69 What remains a complete mystery is why he killed. In her report Dame Janet Smith said this :

`Shipman's forgery of Mrs Grundy's will was hopelessly incompetent and the arrangements he made for its delivery were bound to excite suspicion. The psychiatrists find it hard to believe that Shipman really thought he could get away with forging the will and killing the testator. I agree. If he did, he had lost touch with reality. It is possible that he had begun to think he was untouchable. He had got away with so many killings and was still idolised by many of his patients. ...

The psychiatrists suggest that Shipman might have had mixed subconscious motivations in forging the will before killing Mrs Grundy. He might have felt an overwhelming need to stop killing. He might have been, as it were, 'throwing himself to the gods'. Either his plan would succeed and he would leave Hyde and run away with the money, or he would be caught. Either way, the killing would be stopped. ...

It seems to me that, in forging Mrs Grundy's will and killing her, Shipman must have been raising a flag to draw attention to what he had been doing. I think it likely that the conflict between whatever drove him to kill and his fear of detection … must have driven him to the edge of breakdown. … No longer in touch with reality, I think he might then have devised a fantasy plan, by which he could obtain Mrs Grundy's money, run away and stop being a doctor. The killings would cease. This plan, rationally considered, was bound to fail, but it would offer him a fantasy future and a way to stop himself from killing. Whether he needed to end the killings only because he feared detection or whether there were other psychological needs, I do not know. But I think that the intolerable tension between his drive to kill and his need to stop lay at the root of this fantasy. That is the best explanation I can offer for the final event. `

70 Both Mrs Kathleren Grundy and died prematurely : as did my friend`s mother who was killed by Shipman.
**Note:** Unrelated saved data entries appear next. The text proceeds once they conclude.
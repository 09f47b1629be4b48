//! Integration tests for Paper Harvest
//!
//! These tests drive the real adapters against local mock servers, through the
//! orchestrator, deduplication and the output writers.

use mockito::{Matcher, Server, ServerGuard};
use paper_harvest::output::{write_outputs, LATEST_CSV_NAME};
use paper_harvest::pipeline::{FetchFailure, Orchestrator, OrchestratorConfig};
use paper_harvest::sources::{CrossrefSource, OpenAlexSource, PubMedSource, SourceRegistry};
use paper_harvest::utils::{deduplicate_records, HttpClient};
use paper_harvest::SourceKind;
use std::sync::Arc;
use std::time::Duration;
use tempfile::TempDir;

const PUBMED_XML: &str = r#"<?xml version="1.0" ?>
<!DOCTYPE PubmedArticleSet PUBLIC "-//NLM//DTD PubMedArticle, 1st January 2024//EN" "https://dtd.nlm.nih.gov/ncbi/pubmed/out/pubmed_240101.dtd">
<PubmedArticleSet>
  <PubmedArticle>
    <MedlineCitation Status="MEDLINE" Owner="NLM">
      <PMID Version="1">38000001</PMID>
      <Article PubModel="Print">
        <Journal>
          <Title>Journal of Valves</Title>
          <JournalIssue CitedMedium="Internet">
            <PubDate><Year>2024</Year><Month>Mar</Month><Day>5</Day></PubDate>
          </JournalIssue>
        </Journal>
        <ArticleTitle>Transcatheter valve outcomes</ArticleTitle>
        <Abstract><AbstractText>Background text.</AbstractText></Abstract>
        <AuthorList>
          <Author><LastName>Doe</LastName><ForeName>Jane</ForeName></Author>
        </AuthorList>
      </Article>
    </MedlineCitation>
    <PubmedData>
      <ArticleIdList>
        <ArticleId IdType="pubmed">38000001</ArticleId>
        <ArticleId IdType="doi">10.1/X</ArticleId>
      </ArticleIdList>
    </PubmedData>
  </PubmedArticle>
</PubmedArticleSet>"#;

const CROSSREF_JSON: &str = r#"{
  "status": "ok",
  "message": {
    "items": [
      {
        "DOI": "10.1/X",
        "title": ["Transcatheter valve outcomes (Crossref copy)"],
        "author": [{"given": "Jane", "family": "Doe"}],
        "container-title": ["Journal of Valves"],
        "published-print": {"date-parts": [[2024, 3]]}
      }
    ]
  }
}"#;

const OPENALEX_JSON: &str = r#"{
  "results": [
    {
      "id": "https://openalex.org/W1",
      "doi": "https://doi.org/10.1/Y",
      "title": "Deep learning for echocardiography",
      "publication_date": "2023-11-20",
      "authorships": [{"author": {"display_name": "Ann Lee"}}],
      "primary_location": {"source": {"display_name": "Cardiac Imaging"}},
      "abstract_inverted_index": {"learning": [1], "Deep": [0], "works": [2]}
    }
  ]
}"#;

async fn pubmed_server() -> ServerGuard {
    let mut server = Server::new_async().await;
    server
        .mock("GET", "/esearch.fcgi")
        .match_query(Matcher::Any)
        .with_status(200)
        .with_header("content-type", "application/json")
        .with_body(r#"{"esearchresult":{"idlist":["38000001"]}}"#)
        .create_async()
        .await;
    server
        .mock("GET", "/efetch.fcgi")
        .match_query(Matcher::UrlEncoded("id".into(), "38000001".into()))
        .with_status(200)
        .with_header("content-type", "text/xml")
        .with_body(PUBMED_XML)
        .create_async()
        .await;
    server
}

async fn json_server(body: &'static str, status: usize) -> ServerGuard {
    let mut server = Server::new_async().await;
    server
        .mock("GET", "/works")
        .match_query(Matcher::Any)
        .with_status(status)
        .with_header("content-type", "application/json")
        .with_body(body)
        .create_async()
        .await;
    server
}

fn registry(pubmed: &ServerGuard, crossref: &ServerGuard, openalex: &ServerGuard) -> SourceRegistry {
    let client = Arc::new(HttpClient::new().unwrap());
    let mut registry = SourceRegistry::new();
    registry.register(Arc::new(
        PubMedSource::new(Arc::clone(&client), 20).with_base_url(pubmed.url()),
    ));
    registry.register(Arc::new(
        CrossrefSource::new(Arc::clone(&client), 20).with_base_url(crossref.url()),
    ));
    registry.register(Arc::new(
        OpenAlexSource::new(client, 20).with_base_url(openalex.url()),
    ));
    registry
}

fn orchestrator_config() -> OrchestratorConfig {
    OrchestratorConfig {
        request_timeout: Duration::from_secs(10),
        max_concurrent_per_source: 2,
    }
}

fn list(items: &[&str]) -> Vec<String> {
    items.iter().map(|s| s.to_string()).collect()
}

#[tokio::test]
async fn test_end_to_end_dedup_across_sources() {
    let pubmed = pubmed_server().await;
    let crossref = json_server(CROSSREF_JSON, 200).await;
    let openalex = json_server(OPENALEX_JSON, 200).await;

    let orchestrator = Orchestrator::new(registry(&pubmed, &crossref, &openalex), orchestrator_config());
    let report = orchestrator
        .run(&list(&["pubmed", "crossref", "openalex"]), &list(&["valves"]))
        .await;

    assert_eq!(report.records.len(), 3);
    assert!(report.failures.is_empty());

    let records = deduplicate_records(report.records);
    assert_eq!(records.len(), 2);

    assert_eq!(records[0].source(), SourceKind::PubMed);
    assert_eq!(records[0].doi(), "10.1/x");
    assert_eq!(records[0].title(), "Transcatheter valve outcomes");
    assert_eq!(records[0].publication_date(), "2024-03-05");
    assert_eq!(records[0].journal(), "Journal of Valves");

    assert_eq!(records[1].source(), SourceKind::OpenAlex);
    assert_eq!(records[1].doi(), "10.1/y");
    assert_eq!(records[1].abstract_text(), "Deep learning works");
    assert_eq!(records[1].authors_joined(), "Ann Lee");
}

#[tokio::test]
async fn test_failing_source_does_not_affect_others() {
    let pubmed = pubmed_server().await;
    let crossref = json_server("", 500).await;
    let openalex = json_server(OPENALEX_JSON, 200).await;

    let orchestrator = Orchestrator::new(registry(&pubmed, &crossref, &openalex), orchestrator_config());
    let report = orchestrator
        .run(&list(&["pubmed", "crossref", "openalex"]), &list(&["valves"]))
        .await;

    assert_eq!(report.records.len(), 2);
    assert_eq!(report.records[0].source(), SourceKind::PubMed);
    assert_eq!(report.records[1].source(), SourceKind::OpenAlex);
    assert_eq!(report.failures.len(), 1);
    assert_eq!(report.failures[0].source, SourceKind::Crossref);
    assert!(matches!(report.failures[0].failure, FetchFailure::Source(_)));
}

#[tokio::test]
async fn test_malformed_payload_yields_no_records() {
    let pubmed = pubmed_server().await;
    let crossref = json_server("{not json", 200).await;
    let openalex = json_server(OPENALEX_JSON, 200).await;

    let orchestrator = Orchestrator::new(registry(&pubmed, &crossref, &openalex), orchestrator_config());
    let report = orchestrator
        .run(&list(&["crossref", "openalex"]), &list(&["valves"]))
        .await;

    assert_eq!(report.records.len(), 1);
    assert_eq!(report.units_succeeded, 1);
}

#[tokio::test]
async fn test_unknown_source_skipped_end_to_end() {
    let pubmed = pubmed_server().await;
    let crossref = json_server(CROSSREF_JSON, 200).await;
    let openalex = json_server(OPENALEX_JSON, 200).await;

    let orchestrator = Orchestrator::new(registry(&pubmed, &crossref, &openalex), orchestrator_config());
    let report = orchestrator
        .run(&list(&["scopus", "OpenAlex"]), &list(&["valves"]))
        .await;

    assert_eq!(report.skipped_sources, vec!["scopus"]);
    assert_eq!(report.records.len(), 1);
}

#[tokio::test]
async fn test_pipeline_writes_outputs() {
    let pubmed = pubmed_server().await;
    let crossref = json_server(CROSSREF_JSON, 200).await;
    let openalex = json_server(OPENALEX_JSON, 200).await;

    let orchestrator = Orchestrator::new(registry(&pubmed, &crossref, &openalex), orchestrator_config());
    let report = orchestrator
        .run(&list(&["pubmed", "crossref", "openalex"]), &list(&["valves"]))
        .await;
    let records = deduplicate_records(report.records);

    let dir = TempDir::new().unwrap();
    let files = write_outputs(&records, dir.path(), "20240101_000000", "Literature Summary").unwrap();

    let mut reader = csv::Reader::from_path(&files.csv).unwrap();
    assert_eq!(reader.records().count(), 2);
    assert!(dir.path().join(LATEST_CSV_NAME).exists());

    let summary = std::fs::read_to_string(&files.summary).unwrap();
    assert!(summary.starts_with("# Literature Summary (20240101_000000)"));
    assert!(summary.contains("https://doi.org/10.1/x"));
    assert!(summary.contains("https://doi.org/10.1/y"));
}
71 In conclusion I have but one question for you. If Shipman had not forged Mrs Grundy`s will and aroused the suspicions of her solicitor daughter, do you think that he would he still be practising and treating his patients in Hyde ?

72 I add only this. Mrs Grundy died on 24th June 1998. 12 days later Shipman obtained a 100 mgs of diamorphine - a very substantial quantity - from a patient who 13 had cancer. He did not use it to kill before his arrest but the very fact that he obtained it may make you ponder as to whether he intended to do so when the opportunity next arose.